Start of Supplied entries
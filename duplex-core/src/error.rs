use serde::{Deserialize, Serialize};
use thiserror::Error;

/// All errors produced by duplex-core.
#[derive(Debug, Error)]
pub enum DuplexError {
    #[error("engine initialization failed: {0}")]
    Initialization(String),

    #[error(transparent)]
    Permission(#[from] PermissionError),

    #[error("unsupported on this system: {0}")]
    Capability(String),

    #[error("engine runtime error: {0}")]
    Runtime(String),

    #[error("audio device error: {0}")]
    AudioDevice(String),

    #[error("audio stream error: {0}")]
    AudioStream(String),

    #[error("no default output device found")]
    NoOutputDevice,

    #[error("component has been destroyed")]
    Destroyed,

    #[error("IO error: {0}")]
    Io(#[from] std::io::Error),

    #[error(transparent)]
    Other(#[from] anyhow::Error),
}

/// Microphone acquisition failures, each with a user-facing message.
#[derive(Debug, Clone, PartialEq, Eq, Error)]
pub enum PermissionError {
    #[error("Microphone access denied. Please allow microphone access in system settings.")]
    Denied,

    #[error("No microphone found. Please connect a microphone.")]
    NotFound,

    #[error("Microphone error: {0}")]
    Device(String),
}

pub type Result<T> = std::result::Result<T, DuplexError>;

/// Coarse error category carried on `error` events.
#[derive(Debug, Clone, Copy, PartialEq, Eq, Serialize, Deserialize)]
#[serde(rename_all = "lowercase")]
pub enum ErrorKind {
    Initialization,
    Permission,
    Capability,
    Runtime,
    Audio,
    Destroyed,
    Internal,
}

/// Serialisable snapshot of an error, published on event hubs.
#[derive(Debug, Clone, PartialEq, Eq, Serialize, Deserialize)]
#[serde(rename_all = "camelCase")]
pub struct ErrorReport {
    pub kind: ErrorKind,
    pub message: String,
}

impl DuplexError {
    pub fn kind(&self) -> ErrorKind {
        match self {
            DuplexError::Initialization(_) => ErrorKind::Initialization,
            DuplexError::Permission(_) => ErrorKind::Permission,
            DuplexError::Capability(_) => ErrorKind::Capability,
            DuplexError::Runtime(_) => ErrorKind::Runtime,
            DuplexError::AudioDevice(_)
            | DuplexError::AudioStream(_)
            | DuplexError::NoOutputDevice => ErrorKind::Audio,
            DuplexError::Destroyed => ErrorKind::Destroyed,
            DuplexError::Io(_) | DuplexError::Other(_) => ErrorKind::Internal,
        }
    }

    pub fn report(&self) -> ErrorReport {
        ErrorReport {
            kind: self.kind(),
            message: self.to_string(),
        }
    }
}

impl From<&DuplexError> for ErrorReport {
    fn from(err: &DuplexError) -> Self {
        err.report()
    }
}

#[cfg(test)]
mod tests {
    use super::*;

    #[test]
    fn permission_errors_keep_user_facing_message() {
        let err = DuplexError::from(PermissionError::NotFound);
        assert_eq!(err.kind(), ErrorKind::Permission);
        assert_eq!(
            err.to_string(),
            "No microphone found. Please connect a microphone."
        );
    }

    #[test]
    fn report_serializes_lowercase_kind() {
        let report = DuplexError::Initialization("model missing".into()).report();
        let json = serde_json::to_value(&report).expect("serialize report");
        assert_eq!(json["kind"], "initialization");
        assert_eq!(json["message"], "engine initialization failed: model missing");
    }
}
End of Supplied entries
Start of Supplied entries
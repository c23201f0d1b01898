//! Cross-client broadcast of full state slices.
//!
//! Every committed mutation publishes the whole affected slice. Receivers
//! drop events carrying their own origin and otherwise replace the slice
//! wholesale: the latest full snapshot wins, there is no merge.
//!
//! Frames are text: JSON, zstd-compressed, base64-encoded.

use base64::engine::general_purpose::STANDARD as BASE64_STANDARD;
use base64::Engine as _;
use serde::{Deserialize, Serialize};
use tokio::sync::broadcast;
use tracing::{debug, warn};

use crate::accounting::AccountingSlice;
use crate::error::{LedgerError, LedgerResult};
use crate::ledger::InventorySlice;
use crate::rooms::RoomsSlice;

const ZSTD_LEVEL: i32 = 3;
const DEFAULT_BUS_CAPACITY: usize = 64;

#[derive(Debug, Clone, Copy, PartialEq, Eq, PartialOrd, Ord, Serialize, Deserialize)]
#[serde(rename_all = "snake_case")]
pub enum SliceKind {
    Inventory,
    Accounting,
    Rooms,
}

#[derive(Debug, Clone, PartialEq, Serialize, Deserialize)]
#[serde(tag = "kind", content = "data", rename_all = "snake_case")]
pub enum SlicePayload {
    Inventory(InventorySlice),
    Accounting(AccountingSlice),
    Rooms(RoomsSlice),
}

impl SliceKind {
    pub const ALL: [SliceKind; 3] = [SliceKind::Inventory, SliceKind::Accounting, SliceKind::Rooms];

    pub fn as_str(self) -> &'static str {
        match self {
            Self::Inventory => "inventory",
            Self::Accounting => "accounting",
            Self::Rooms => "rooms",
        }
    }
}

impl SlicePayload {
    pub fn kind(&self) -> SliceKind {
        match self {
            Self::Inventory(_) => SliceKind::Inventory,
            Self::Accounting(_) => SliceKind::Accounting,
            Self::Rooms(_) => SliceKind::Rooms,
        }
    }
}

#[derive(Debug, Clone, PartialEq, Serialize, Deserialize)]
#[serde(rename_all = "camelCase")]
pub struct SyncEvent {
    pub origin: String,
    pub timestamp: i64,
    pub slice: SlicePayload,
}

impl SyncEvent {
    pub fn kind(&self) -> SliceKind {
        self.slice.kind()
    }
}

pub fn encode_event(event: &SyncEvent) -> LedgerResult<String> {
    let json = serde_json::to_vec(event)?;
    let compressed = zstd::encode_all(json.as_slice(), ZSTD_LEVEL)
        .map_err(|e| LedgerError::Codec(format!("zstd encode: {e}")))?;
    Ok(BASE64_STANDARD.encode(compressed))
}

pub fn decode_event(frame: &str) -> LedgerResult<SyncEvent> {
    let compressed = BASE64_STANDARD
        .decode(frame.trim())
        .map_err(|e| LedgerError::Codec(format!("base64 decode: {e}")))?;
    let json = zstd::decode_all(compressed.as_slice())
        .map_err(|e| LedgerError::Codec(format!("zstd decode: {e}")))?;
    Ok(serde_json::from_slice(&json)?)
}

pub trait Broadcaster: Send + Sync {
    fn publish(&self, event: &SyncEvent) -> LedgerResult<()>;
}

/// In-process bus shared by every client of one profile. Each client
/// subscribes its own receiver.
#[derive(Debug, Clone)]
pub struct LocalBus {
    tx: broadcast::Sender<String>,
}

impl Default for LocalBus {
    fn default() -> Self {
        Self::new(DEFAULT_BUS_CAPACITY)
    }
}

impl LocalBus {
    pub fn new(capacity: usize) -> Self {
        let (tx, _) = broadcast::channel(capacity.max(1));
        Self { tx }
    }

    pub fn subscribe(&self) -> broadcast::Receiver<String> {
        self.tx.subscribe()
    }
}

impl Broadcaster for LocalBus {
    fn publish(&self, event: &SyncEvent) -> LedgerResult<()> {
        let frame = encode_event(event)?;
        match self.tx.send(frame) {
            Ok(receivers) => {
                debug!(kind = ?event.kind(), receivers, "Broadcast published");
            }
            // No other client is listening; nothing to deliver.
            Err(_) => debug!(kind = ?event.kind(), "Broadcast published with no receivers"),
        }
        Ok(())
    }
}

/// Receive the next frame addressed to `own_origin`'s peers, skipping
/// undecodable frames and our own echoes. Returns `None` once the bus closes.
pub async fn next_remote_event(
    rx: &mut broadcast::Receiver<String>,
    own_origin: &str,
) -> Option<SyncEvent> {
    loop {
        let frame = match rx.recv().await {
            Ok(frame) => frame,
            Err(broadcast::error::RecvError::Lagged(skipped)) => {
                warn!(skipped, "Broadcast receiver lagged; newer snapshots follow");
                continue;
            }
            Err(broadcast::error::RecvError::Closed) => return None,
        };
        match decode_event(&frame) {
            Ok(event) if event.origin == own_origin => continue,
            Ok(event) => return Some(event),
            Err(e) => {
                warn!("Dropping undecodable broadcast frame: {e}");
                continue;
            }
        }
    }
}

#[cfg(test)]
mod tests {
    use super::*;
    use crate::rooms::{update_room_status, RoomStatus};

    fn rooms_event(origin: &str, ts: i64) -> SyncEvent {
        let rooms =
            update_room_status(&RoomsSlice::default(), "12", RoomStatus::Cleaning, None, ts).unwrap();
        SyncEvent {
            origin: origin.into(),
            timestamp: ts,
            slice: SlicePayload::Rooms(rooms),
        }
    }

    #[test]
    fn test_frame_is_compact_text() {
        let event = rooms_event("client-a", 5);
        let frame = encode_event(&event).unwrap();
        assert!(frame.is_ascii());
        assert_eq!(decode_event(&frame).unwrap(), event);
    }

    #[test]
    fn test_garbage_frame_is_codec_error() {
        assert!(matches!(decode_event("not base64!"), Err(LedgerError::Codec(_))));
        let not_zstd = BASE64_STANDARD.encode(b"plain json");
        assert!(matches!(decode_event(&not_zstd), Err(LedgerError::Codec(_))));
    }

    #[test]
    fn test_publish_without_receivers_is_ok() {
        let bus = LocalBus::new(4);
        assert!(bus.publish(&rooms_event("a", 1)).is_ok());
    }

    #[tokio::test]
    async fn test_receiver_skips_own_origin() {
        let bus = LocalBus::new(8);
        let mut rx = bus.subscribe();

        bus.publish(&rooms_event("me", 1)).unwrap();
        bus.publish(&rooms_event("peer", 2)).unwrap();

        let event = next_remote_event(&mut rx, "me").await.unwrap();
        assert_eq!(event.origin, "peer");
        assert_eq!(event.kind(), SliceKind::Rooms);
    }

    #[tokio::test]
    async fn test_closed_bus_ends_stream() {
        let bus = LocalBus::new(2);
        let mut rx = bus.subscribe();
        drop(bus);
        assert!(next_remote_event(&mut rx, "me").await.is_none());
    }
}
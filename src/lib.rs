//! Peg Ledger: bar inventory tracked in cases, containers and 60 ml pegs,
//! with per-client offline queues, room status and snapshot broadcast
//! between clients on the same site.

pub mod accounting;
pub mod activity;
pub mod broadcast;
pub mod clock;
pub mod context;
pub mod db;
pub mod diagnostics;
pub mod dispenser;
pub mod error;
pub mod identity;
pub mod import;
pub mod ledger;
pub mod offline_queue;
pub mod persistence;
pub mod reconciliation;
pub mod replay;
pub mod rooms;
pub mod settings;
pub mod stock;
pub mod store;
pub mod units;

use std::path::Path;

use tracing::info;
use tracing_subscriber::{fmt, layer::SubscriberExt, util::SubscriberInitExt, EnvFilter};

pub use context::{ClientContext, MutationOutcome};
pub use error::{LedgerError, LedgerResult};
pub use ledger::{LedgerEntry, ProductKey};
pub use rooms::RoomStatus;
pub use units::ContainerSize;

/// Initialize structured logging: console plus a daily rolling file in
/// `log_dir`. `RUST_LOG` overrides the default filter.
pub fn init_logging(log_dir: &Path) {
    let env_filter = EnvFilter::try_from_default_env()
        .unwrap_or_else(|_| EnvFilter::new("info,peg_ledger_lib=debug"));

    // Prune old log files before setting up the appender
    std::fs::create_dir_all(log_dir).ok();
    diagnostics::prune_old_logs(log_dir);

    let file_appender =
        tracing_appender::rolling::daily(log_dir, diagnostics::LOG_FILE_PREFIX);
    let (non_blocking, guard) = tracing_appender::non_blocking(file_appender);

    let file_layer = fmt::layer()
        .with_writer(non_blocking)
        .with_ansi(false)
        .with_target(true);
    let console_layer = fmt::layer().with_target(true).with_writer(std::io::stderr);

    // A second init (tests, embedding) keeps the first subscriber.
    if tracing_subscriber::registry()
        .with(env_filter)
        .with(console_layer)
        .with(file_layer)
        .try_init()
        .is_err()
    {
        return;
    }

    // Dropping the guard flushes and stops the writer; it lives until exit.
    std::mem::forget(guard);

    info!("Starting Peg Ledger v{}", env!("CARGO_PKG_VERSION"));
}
End of Supplied entries
Directions. Take the listing above and repeat exactly the lines from the one containing "let json = zstd::decode_all(compressed.as_slice())" through the one containing "impl Broadcaster for", both included.

Answer to the exercise.
    let json = zstd::decode_all(compressed.as_slice())
        .map_err(|e| LedgerError::Codec(format!("zstd decode: {e}")))?;
    Ok(serde_json::from_slice(&json)?)
}

pub trait Broadcaster: Send + Sync {
    fn publish(&self, event: &SyncEvent) -> LedgerResult<()>;
}

/// In-process bus shared by every client of one profile. Each client
/// subscribes its own receiver.
#[derive(Debug, Clone)]
pub struct LocalBus {
    tx: broadcast::Sender<String>,
}

impl Default for LocalBus {
    fn default() -> Self {
        Self::new(DEFAULT_BUS_CAPACITY)
    }
}

impl LocalBus {
    pub fn new(capacity: usize) -> Self {
        let (tx, _) = broadcast::channel(capacity.max(1));
        Self { tx }
    }

    pub fn subscribe(&self) -> broadcast::Receiver<String> {
        self.tx.subscribe()
    }
}

impl Broadcaster for LocalBus {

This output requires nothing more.